При этих словах выдвинулся было из ряда великокняжеских дворчан молодой боярин, поразивший так рыцаря своим сходством с баронессою Эренштейн: это был сам Антон. Вспыхнул он и затрясся, услыхав обидные отзывы Поппеля. Губы его готовы были произнести во всеуслышание слово: лжец; но Аристотель, стоявший подле него, так сильно дернул его за руку и сжал ее, великий князь так обдал его своим огненным взором и грозно поднял перст, что он удержался… Бог знает какую бы суматоху произвело в собрании роковое слово Антона и какая б ужасная гроза разразилась тогда над его головой. Но когда Иван Васильевич властительски сдержал и рассеял бурю, он сам встал на защиту оскорбленного.
– Не по пригожу ты, лицарь Николай Поплев, – сказал он, – ведешь речь о дворском нашем лекаре: мастерство свое и преданность Онтон доказал нам не раз на деле. Онтон люб нам завсегда: за то мы и в милости его своей содержим. А другого лекаря нам не надо и мы не хотим. – Что касается до вогулятина, который ест сырое мясо, и молодых лосей, то Иван Васильевич с великим удовольствием обещал их. Вместо же их просил «деловцев, копателей руды, да рудника, который умел бы разделять от земли золото и серебро, да серебряного мастера хитрого, который умел бы делать большие суды и кубки да чеканить и писать на судах». Этим разменом просьб кончилась аудиенция. Посла проводили с такою же честью, как и встретили, если еще не с большею, потому что надо было подсластить горечь сделанных ему возражений.
Бесясь на неудачу в своих дипломатических попытках, которые обещали ему богатые милости от императора и великого князя, бесясь на неудачу уронить Антона Эренштейна в мнении русского властителя, преследуемый фамильным сходством своего названого врага с баронессою, Поппель проклинал себя и свою судьбу.
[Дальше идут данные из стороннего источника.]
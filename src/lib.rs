//! linelog - A per-line edit-log text store with global undo/redo

pub mod buffer;
pub mod constants;
pub mod cursor;
pub mod document;
pub mod error;
pub mod line;
pub mod piece;
pub mod settings;
pub mod string_nav;
pub mod table;
pub mod viewport;

pub use error::{EditError, ErrorSeverity, ErrorType};
pub use table::PieceTable;
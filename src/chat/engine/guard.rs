use std::{collections::HashMap, sync::Arc};

use tokio::sync::{Mutex, OwnedMutexGuard};

/// One async mutex per conversation id, so turns on the same conversation run one at a time
/// while different conversations proceed concurrently.
#[derive(Default)]
pub struct ConversationLocks {
    locks: Mutex<HashMap<String, Arc<Mutex<()>>>>,
}

/// Held for the duration of a turn. Dropping it lets the next turn on the conversation in.
pub struct ConversationGuard {
    _guard: OwnedMutexGuard<()>,
}

impl ConversationLocks {
    pub fn new() -> Self {
        Self::default()
    }

    pub async fn lock(&self, conversation_id: &str) -> ConversationGuard {
        let lock = {
            let mut locks = self.locks.lock().await;
            // entries only the map still references have no holder and no waiter
            locks.retain(|_, lock| Arc::strong_count(lock) > 1);
            locks
                .entry(conversation_id.to_string())
                .or_default()
                .clone()
        };

        ConversationGuard {
            _guard: lock.lock_owned().await,
        }
    }

    /// Conversations currently locked or waited on.
    #[cfg(test)]
    pub async fn active(&self) -> usize {
        self.locks
            .lock()
            .await
            .values()
            .filter(|lock| Arc::strong_count(lock) > 1)
            .count()
    }
}
use std::{error::Error as StdError, io, time::Duration};

use async_trait::async_trait;
use serde::{Deserialize, Serialize};

use crate::{chat::context::ChatMessage, config::structure::LLMConfig};

use super::{
    CompletionClient, CompletionOptions,
    error::{CompletionError, ErrorPayload, NetworkCode},
};

#[derive(Serialize)]
struct CompletionRequest<'a> {
    model: &'a str,
    messages: &'a [ChatMessage],
    temperature: f64,
    n: u32,
    stream: bool,
}

#[derive(Deserialize)]
struct CompletionResponse {
    choices: Vec<Choice>,
}

#[derive(Deserialize)]
struct Choice {
    message: ReplyMessage,
}

#[derive(Deserialize)]
struct ReplyMessage {
    #[serde(default)]
    content: Option<String>,
}

/// Client for the OpenAI chat completions endpoint, or anything that speaks its wire format.
pub struct OpenAIClient {
    http: reqwest::Client,
    api_key: String,
    base_url: String,
}

impl OpenAIClient {
    pub fn new(config: &LLMConfig) -> anyhow::Result<Self> {
        let mut builder = reqwest::Client::builder();
        if let Some(secs) = config.timeout_secs {
            builder = builder.timeout(Duration::from_secs(secs));
        }

        Ok(Self::with_http_client(builder.build()?, config))
    }

    /// Uses a preconfigured `reqwest` client; `config.timeout_secs` is ignored here.
    pub fn with_http_client(http: reqwest::Client, config: &LLMConfig) -> Self {
        Self {
            http,
            api_key: config.api_key.clone(),
            base_url: config.base_url.trim_end_matches('/').to_string(),
        }
    }

    fn endpoint(&self) -> String {
        format!("{}/chat/completions", self.base_url)
    }
}

#[async_trait]
impl CompletionClient for OpenAIClient {
    async fn complete(
        &self,
        model: &str,
        messages: &[ChatMessage],
        options: &CompletionOptions,
    ) -> Result<ChatMessage, CompletionError> {
        if options.stream {
            return Err(CompletionError::Setup {
                message: "streamed completions are not supported".to_string(),
            });
        }

        let request = CompletionRequest {
            model,
            messages,
            temperature: options.temperature,
            n: options.candidate_count,
            stream: false,
        };

        log::debug!(
            "requesting completion from {} with {} messages",
            self.endpoint(),
            messages.len()
        );

        let response = self
            .http
            .post(self.endpoint())
            .bearer_auth(&self.api_key)
            .json(&request)
            .send()
            .await
            .map_err(transport_error)?;

        let status = response.status();
        let body = response
            .bytes()
            .await
            .map_err(|e| CompletionError::NoResponse {
                message: describe(&e),
            })?;

        if !status.is_success() {
            return Err(CompletionError::Http {
                status: status.as_u16(),
                status_text: status
                    .canonical_reason()
                    .unwrap_or("Unknown Status")
                    .to_string(),
                payload: serde_json::from_slice::<ErrorPayload>(&body).ok(),
            });
        }

        let completion: CompletionResponse =
            serde_json::from_slice(&body).map_err(|e| CompletionError::Setup {
                message: format!("invalid completion response: {e}"),
            })?;

        let choice = completion
            .choices
            .into_iter()
            .next()
            .ok_or_else(|| CompletionError::Setup {
                message: "completion response contained no choices".to_string(),
            })?;

        Ok(ChatMessage::assistant(
            choice.message.content.unwrap_or_default(),
        ))
    }
}

fn transport_error(error: reqwest::Error) -> CompletionError {
    let message = describe(&error);

    if error.is_builder() {
        CompletionError::Setup { message }
    } else if error.is_timeout() {
        CompletionError::NoResponse { message }
    } else if error.is_connect() {
        CompletionError::Network {
            code: network_code(&error),
            message,
        }
    } else {
        CompletionError::NoResponse { message }
    }
}

/// Renders an error together with its whole source chain, reqwest keeps the useful part there.
fn describe(error: &(dyn StdError + 'static)) -> String {
    let mut message = error.to_string();
    let mut source = error.source();

    while let Some(cause) = source {
        message.push_str(": ");
        message.push_str(&cause.to_string());
        source = cause.source();
    }

    message
}

fn network_code(error: &reqwest::Error) -> NetworkCode {
    let mut fallback = None;
    let mut source: Option<&(dyn StdError + 'static)> = Some(error);

    while let Some(cause) = source {
        let text = cause.to_string().to_lowercase();
        if text.contains("dns error") || text.contains("failed to lookup address") {
            return NetworkCode::DnsFailure;
        }

        if let Some(io_error) = cause.downcast_ref::<io::Error>() {
            match io_error.kind() {
                io::ErrorKind::ConnectionRefused => return NetworkCode::ConnectionRefused,
                io::ErrorKind::ConnectionReset => {
                    fallback.get_or_insert(NetworkCode::Other("ECONNRESET".to_string()));
                }
                io::ErrorKind::TimedOut => {
                    fallback.get_or_insert(NetworkCode::Other("ETIMEDOUT".to_string()));
                }
                kind => {
                    fallback.get_or_insert(NetworkCode::Other(format!("{kind:?}")));
                }
            }
        } else if text.contains("connection refused") {
            return NetworkCode::ConnectionRefused;
        }

        source = cause.source();
    }

    fallback.unwrap_or_else(|| NetworkCode::Other("ECONNECT".to_string()))
}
Так бедный рыболов, безуспешно закидывая несколько дней сети, готов хоть сам броситься в воду. Посреди черных дум застала его записка от Антона-лекаря; это был вызов на поединок за оскорбление личности. Дрожащею рукою Поппель отвечал: «Рыцарь Николай Поппель, по усыновлению барон Эренштейн, опоясанный из рук самого императора, никогда не унизится до того, чтобы поднять перчатку, брошенную презренным лекаришкой». – «В таком случае, – отвечал ему Антон, – благородный врач Эренштейн дает ему, подлому трусу, своею перчаткой пощечину, которую благороднейший рыцарь может предъявить у своего императора в доказательство, как он достойно носит свое почетное звание». Поппель принял пощечину как философ, в надежде отплатить за нее ударом более чувствительным.